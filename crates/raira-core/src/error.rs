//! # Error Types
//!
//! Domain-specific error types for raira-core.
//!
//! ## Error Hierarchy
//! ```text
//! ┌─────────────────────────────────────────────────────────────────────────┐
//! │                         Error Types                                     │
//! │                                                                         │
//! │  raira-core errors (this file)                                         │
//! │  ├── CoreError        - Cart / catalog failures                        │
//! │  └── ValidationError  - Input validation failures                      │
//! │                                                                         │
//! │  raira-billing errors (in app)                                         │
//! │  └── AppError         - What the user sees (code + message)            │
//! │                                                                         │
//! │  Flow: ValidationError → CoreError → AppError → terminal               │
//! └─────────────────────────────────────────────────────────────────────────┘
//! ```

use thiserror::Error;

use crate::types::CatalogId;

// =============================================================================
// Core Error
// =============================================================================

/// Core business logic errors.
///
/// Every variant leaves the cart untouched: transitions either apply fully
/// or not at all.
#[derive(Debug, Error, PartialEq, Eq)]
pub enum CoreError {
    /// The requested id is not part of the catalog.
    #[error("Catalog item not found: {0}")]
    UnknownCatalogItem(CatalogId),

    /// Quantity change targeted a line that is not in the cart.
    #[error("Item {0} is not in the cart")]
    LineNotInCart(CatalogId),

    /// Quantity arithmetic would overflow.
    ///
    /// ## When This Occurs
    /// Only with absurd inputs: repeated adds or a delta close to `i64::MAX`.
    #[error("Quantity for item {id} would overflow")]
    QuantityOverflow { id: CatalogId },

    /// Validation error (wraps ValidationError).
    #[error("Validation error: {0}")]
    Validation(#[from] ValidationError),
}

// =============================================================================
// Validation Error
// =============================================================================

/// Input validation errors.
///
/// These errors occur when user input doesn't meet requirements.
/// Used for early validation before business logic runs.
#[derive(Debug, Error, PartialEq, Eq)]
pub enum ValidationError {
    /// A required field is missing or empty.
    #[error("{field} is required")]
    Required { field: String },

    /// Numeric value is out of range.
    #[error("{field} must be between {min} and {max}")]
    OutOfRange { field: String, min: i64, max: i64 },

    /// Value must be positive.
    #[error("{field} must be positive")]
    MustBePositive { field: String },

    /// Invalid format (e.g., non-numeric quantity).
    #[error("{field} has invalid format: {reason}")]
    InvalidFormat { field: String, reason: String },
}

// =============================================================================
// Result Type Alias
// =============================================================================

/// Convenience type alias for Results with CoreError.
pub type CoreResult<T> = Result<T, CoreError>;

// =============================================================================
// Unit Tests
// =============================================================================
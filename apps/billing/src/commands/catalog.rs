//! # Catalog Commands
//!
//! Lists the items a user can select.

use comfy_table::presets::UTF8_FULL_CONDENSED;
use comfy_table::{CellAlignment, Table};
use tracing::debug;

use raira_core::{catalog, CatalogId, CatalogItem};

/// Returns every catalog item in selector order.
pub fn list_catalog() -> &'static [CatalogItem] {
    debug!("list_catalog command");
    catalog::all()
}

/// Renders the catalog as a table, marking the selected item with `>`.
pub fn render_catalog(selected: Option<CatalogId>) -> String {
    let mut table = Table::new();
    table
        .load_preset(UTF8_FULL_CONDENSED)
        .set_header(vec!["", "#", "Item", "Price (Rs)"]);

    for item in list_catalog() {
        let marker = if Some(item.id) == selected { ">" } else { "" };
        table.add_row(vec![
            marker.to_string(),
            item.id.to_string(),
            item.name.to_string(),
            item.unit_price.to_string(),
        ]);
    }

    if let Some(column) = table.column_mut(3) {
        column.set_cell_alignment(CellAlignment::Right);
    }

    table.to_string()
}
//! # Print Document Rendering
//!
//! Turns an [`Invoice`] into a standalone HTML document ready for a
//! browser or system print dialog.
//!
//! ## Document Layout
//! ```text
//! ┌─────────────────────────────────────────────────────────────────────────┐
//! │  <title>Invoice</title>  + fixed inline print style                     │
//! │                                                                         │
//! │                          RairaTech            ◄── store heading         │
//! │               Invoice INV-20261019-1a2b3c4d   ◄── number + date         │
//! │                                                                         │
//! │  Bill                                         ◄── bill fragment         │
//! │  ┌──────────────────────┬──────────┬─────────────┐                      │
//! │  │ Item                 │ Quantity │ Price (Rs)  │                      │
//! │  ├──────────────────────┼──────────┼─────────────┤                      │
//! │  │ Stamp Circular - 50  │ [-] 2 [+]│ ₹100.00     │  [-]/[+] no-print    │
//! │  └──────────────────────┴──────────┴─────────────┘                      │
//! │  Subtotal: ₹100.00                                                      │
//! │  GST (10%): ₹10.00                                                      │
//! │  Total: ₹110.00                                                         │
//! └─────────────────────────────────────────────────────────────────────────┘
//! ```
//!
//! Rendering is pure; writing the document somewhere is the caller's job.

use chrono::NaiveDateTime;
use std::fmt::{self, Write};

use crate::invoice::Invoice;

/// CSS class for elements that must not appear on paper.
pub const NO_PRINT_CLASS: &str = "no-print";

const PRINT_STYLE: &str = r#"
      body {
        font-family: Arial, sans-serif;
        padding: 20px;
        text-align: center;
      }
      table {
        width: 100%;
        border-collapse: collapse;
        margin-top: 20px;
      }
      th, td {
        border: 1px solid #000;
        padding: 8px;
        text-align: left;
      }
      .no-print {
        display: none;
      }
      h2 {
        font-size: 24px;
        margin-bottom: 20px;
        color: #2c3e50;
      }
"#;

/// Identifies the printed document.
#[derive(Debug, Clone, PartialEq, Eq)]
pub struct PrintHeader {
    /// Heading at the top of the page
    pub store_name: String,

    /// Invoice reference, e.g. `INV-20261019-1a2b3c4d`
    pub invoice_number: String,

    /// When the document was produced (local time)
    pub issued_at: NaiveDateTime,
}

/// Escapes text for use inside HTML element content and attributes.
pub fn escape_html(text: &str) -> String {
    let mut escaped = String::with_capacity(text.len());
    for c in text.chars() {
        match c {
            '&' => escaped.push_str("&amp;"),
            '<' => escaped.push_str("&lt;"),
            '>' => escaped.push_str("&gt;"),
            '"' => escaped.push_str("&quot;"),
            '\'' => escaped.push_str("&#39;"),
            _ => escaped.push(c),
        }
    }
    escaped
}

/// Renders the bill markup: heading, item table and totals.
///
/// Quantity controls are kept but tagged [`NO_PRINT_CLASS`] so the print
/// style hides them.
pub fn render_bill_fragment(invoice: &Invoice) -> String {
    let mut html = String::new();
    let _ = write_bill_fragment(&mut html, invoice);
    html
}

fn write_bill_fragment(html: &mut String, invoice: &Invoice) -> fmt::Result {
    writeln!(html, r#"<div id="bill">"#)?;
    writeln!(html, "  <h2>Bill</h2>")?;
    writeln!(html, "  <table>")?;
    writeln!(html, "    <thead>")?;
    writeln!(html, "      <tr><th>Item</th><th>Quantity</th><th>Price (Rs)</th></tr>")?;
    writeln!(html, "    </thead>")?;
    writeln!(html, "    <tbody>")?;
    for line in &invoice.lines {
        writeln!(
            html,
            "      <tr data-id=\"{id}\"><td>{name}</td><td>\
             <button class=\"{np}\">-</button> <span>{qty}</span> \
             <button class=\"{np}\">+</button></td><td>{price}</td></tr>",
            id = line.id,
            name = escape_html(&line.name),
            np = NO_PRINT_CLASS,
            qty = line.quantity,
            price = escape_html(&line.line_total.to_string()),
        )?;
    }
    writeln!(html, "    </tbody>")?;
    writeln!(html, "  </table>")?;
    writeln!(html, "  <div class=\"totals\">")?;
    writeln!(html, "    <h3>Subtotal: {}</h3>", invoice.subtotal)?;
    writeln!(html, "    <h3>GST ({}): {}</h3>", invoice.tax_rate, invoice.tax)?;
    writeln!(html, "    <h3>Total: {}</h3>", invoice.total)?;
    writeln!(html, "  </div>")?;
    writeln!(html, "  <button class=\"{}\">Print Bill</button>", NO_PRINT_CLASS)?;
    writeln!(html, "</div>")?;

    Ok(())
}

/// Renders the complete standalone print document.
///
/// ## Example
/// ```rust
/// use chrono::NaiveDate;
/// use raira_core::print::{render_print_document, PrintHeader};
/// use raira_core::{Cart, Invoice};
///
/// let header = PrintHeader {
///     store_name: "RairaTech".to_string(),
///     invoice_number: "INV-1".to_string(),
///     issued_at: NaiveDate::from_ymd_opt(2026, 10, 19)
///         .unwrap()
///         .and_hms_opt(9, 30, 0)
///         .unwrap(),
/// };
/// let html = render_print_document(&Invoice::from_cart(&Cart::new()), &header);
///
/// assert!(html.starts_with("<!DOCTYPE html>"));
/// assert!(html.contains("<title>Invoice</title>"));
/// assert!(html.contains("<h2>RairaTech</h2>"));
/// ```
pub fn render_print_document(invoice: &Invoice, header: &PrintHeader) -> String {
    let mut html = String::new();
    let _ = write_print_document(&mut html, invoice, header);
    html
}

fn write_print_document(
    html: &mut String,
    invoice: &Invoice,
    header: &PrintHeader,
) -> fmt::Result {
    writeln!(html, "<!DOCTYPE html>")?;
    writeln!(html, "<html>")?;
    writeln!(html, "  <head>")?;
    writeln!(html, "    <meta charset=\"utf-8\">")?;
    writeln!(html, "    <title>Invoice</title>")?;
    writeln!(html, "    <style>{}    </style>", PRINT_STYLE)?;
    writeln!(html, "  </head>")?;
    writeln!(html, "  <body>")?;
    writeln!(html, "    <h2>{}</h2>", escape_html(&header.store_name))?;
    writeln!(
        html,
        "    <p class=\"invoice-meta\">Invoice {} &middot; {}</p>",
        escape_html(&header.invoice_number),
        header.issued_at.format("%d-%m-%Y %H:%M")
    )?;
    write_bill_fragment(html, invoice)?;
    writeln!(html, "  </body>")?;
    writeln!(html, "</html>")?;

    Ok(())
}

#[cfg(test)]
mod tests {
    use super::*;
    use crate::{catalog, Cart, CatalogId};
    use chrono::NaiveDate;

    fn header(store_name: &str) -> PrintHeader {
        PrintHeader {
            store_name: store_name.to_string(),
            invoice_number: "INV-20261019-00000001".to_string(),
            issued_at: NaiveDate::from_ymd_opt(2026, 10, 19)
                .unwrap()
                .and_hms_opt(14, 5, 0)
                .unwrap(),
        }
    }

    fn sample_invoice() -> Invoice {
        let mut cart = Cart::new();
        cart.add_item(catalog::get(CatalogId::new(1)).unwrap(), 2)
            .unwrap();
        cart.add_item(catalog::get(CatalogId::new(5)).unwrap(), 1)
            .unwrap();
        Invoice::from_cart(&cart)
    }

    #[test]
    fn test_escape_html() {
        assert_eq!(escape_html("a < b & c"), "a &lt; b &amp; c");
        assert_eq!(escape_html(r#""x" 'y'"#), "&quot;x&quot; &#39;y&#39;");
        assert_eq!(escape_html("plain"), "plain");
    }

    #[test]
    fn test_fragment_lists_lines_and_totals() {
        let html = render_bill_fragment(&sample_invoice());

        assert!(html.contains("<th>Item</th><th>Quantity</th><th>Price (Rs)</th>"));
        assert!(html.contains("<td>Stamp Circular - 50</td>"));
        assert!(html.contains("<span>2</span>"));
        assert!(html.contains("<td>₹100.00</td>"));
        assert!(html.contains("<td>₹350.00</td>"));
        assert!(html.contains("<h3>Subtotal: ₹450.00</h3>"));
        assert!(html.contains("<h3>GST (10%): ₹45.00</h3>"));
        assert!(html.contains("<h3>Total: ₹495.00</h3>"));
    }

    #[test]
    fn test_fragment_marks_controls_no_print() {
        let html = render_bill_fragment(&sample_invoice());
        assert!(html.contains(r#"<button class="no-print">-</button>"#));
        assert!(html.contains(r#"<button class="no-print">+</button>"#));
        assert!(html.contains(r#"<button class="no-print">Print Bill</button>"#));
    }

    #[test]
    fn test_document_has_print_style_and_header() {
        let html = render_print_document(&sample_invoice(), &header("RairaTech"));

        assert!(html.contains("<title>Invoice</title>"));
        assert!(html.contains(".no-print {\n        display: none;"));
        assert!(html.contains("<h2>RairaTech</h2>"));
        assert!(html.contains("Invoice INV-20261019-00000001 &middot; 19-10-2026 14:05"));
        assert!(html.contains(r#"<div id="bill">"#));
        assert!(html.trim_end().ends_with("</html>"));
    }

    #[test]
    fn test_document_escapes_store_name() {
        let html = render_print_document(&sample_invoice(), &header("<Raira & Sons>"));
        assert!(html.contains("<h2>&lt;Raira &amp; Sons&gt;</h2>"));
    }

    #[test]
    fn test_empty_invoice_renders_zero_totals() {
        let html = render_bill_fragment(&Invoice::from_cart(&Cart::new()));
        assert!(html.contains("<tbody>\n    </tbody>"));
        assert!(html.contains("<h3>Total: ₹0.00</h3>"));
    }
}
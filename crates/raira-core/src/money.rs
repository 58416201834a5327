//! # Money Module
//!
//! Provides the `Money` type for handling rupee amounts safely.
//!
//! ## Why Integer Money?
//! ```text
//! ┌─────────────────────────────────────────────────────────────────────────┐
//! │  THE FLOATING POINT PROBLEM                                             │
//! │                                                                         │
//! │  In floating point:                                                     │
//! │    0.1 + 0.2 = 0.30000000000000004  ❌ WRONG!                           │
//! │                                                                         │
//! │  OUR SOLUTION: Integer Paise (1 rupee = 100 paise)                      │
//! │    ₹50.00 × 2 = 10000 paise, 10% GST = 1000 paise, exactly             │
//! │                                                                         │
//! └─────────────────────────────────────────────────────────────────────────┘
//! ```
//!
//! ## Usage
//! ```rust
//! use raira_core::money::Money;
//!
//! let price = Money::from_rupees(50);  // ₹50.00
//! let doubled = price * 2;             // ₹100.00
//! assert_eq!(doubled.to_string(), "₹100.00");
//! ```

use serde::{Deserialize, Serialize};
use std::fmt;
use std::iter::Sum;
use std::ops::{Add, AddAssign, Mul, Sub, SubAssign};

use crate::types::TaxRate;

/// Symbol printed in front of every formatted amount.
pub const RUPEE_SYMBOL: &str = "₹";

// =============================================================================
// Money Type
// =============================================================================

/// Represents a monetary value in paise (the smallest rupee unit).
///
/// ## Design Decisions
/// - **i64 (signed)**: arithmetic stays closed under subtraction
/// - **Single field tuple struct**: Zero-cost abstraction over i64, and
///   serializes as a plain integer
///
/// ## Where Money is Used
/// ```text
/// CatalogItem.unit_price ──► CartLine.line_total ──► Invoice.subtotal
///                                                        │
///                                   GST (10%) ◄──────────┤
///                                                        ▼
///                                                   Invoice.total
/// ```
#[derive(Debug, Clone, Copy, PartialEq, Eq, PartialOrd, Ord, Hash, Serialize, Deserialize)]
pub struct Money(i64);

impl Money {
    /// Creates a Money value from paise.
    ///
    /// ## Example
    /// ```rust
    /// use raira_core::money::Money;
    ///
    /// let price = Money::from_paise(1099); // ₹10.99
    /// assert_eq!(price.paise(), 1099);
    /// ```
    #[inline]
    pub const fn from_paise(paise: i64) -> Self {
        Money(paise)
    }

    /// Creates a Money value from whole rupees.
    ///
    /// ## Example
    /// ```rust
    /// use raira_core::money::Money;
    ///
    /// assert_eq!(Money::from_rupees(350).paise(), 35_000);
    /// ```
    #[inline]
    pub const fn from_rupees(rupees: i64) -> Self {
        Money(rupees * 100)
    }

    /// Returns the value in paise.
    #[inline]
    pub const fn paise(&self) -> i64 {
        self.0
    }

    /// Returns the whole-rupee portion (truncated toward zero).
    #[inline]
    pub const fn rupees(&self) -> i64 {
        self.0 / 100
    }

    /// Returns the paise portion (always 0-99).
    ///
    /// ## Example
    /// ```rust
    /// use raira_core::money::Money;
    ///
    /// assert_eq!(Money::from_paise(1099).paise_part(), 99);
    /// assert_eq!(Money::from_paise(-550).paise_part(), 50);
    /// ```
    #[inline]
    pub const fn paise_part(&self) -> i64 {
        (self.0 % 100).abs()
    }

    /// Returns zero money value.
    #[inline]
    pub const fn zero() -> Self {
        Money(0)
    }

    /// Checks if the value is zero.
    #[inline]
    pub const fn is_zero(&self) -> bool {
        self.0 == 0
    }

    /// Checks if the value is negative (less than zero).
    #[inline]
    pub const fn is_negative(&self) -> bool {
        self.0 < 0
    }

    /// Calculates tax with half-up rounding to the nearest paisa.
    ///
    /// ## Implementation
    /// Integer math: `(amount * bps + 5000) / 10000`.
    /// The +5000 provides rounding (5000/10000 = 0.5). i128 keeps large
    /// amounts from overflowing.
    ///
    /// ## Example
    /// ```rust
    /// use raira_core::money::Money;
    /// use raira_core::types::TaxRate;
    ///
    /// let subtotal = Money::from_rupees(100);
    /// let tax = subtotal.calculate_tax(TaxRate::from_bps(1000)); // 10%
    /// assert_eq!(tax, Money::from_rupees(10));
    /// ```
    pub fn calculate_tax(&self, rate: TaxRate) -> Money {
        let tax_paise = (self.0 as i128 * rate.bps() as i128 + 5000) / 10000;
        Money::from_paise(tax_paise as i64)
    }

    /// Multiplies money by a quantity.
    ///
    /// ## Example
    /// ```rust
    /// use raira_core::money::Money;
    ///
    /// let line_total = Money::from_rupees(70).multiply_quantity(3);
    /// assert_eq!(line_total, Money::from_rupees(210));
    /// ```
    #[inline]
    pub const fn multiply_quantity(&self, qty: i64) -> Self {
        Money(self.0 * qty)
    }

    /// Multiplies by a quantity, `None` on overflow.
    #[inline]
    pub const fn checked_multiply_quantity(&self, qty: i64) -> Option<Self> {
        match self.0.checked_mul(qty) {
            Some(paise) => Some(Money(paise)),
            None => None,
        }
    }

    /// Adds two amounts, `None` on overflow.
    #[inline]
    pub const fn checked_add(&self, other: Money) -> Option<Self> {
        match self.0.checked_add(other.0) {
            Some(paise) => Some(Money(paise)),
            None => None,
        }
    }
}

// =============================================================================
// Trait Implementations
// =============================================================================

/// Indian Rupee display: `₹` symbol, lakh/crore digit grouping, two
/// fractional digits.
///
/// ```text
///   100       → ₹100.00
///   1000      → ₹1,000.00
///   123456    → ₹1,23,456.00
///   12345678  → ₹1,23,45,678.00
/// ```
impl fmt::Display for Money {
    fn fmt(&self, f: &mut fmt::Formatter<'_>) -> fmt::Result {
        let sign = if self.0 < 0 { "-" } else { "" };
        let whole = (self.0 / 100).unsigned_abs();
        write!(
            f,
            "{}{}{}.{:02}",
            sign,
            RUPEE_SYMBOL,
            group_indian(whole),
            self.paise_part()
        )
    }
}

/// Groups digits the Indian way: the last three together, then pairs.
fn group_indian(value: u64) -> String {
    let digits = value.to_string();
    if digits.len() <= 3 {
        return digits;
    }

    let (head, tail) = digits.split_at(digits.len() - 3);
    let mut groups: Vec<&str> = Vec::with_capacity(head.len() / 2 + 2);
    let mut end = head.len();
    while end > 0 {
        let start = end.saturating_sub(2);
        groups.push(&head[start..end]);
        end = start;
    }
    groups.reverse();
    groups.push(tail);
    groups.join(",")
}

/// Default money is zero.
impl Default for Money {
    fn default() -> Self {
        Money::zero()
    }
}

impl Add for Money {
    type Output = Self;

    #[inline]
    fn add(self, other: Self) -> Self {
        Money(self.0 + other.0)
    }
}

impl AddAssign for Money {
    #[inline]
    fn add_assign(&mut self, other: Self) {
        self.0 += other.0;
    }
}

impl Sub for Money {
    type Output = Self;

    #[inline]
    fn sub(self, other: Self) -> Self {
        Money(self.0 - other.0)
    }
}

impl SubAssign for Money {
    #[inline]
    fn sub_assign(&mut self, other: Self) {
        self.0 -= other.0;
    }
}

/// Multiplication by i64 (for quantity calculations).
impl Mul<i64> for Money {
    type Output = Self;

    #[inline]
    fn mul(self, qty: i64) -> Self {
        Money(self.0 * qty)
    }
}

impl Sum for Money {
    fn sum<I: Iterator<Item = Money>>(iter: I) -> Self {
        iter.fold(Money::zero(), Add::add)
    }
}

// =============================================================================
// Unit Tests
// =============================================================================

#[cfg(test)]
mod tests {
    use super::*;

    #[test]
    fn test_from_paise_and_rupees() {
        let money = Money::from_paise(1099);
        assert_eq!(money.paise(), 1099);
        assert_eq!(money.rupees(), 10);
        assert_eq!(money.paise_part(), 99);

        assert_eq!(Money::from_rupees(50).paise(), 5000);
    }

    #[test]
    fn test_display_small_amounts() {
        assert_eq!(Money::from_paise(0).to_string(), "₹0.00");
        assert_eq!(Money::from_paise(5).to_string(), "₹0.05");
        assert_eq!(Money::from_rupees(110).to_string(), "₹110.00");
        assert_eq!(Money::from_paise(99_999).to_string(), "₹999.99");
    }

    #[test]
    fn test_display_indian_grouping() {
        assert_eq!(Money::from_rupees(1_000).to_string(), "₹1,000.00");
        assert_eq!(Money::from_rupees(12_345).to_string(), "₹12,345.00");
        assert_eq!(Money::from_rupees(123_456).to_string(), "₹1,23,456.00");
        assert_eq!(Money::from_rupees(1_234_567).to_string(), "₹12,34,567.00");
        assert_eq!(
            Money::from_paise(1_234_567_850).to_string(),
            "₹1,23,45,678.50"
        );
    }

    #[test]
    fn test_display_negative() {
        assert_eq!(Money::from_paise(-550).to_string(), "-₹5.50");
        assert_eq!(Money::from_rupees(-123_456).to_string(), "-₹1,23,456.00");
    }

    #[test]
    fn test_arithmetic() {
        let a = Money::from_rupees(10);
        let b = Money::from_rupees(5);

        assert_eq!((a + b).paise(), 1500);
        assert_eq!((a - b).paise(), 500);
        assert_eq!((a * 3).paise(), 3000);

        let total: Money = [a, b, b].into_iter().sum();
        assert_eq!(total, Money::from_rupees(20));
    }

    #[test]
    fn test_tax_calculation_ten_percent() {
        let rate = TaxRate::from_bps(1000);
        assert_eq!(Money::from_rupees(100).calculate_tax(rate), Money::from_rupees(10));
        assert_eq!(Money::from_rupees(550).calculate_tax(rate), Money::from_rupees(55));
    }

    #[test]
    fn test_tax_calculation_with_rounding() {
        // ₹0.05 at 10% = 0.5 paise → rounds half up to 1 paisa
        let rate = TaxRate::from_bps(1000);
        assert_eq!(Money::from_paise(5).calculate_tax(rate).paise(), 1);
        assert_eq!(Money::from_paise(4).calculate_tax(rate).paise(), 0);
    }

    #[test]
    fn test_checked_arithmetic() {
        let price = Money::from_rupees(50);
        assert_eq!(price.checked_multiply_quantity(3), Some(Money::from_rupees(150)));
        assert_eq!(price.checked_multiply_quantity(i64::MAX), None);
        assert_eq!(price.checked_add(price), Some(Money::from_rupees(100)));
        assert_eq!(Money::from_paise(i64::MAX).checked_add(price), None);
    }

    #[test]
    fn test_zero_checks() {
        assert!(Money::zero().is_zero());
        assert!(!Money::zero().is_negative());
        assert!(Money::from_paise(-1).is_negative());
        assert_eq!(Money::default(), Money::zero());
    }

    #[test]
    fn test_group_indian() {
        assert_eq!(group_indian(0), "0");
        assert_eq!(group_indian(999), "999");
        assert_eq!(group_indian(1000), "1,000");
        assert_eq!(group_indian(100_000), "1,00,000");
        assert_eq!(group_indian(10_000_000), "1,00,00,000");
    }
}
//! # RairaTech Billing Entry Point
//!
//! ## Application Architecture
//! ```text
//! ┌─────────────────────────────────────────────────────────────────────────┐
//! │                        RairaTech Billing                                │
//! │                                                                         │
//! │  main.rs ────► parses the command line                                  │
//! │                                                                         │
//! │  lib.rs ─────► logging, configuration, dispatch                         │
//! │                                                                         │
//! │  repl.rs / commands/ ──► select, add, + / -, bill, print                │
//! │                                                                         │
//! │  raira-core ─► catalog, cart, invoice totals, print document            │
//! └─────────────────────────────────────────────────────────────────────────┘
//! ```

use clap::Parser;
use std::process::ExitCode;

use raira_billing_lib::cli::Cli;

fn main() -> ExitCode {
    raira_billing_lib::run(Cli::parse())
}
....
Which lines in the data above hold the word "Stamp"? Return each of them.

■ RESULT FOR THIS TASK
//! │  │ Stamp Circular - 50  │ [-] 2 [+]│ ₹100.00     │  [-]/[+] no-print    │
        assert!(html.contains("<td>Stamp Circular - 50</td>"));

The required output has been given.